By James L. Hirsen, J.D., Ph.D.
contributor to

A dramatic shift has taken place in America. In many ways, we are a different nation from the one that existed prior to September 11, 2001. Patriotism is in full blossom. Faith is expressed freely. We pray out loud. We sing spontaneously. We even sermonize from newsrooms and street corners. Our hearts swell in spite of their brokenness.

At some point we are going to stop and ask ourselves why we have not behaved this way in such a long time. The answer will elude us until we are prepared to face a rather unpleasant reality.

A number of faulty attitudes and presuppositions have managed to fix themselves firmly within our institutions, and their effects have been damaging in ways we never intended. Slowly, our thinking became restricted, our communication inhibited and our conduct contrived. The reverberations from our newfound assumptions affected daily operations of schools, courts, worship centers, newspapers and politics.

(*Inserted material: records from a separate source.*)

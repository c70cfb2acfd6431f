use super::auth::authorizer;
use crate::config::Settings;
use crate::error::Result;
use crate::export::Exporter;
use crate::sheets::SheetsClient;
use tracing::info;

pub(super) async fn execute(settings: Settings) -> Result<()> {
    let auth_mode = settings.auth_mode;
    let exporter = Exporter::new(settings);
    let mut stdout = std::io::stdout();

    let summary = exporter
        .run(
            |secret| authorizer(secret, auth_mode),
            SheetsClient::new,
            &mut stdout,
        )
        .await?;

    info!(rows = summary.rows, path = ?summary.output, "Export completed");

    Ok(())
}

It was irritating at times, but we adjusted as we went along.

We will have time to analyze and, most likely, reevaluate the social and cultural implications of our "progressive experimentation at our leisure. Except for one area, which has fallen upon our nation,s shoulders with a jarring force. It is that most indispensable area of national security. In this realm, we have no time for prolonged national introspection, no time for assessing alternatives. In this realm, we must simply abandon any and all deference to political correctness, and we must do so immediately.

In matters of national security, political correctness has already exacted a price. It has compromised the integrity of our borders, the sovereignty of our nation, the strength of our intelligence and the effectiveness of our forces.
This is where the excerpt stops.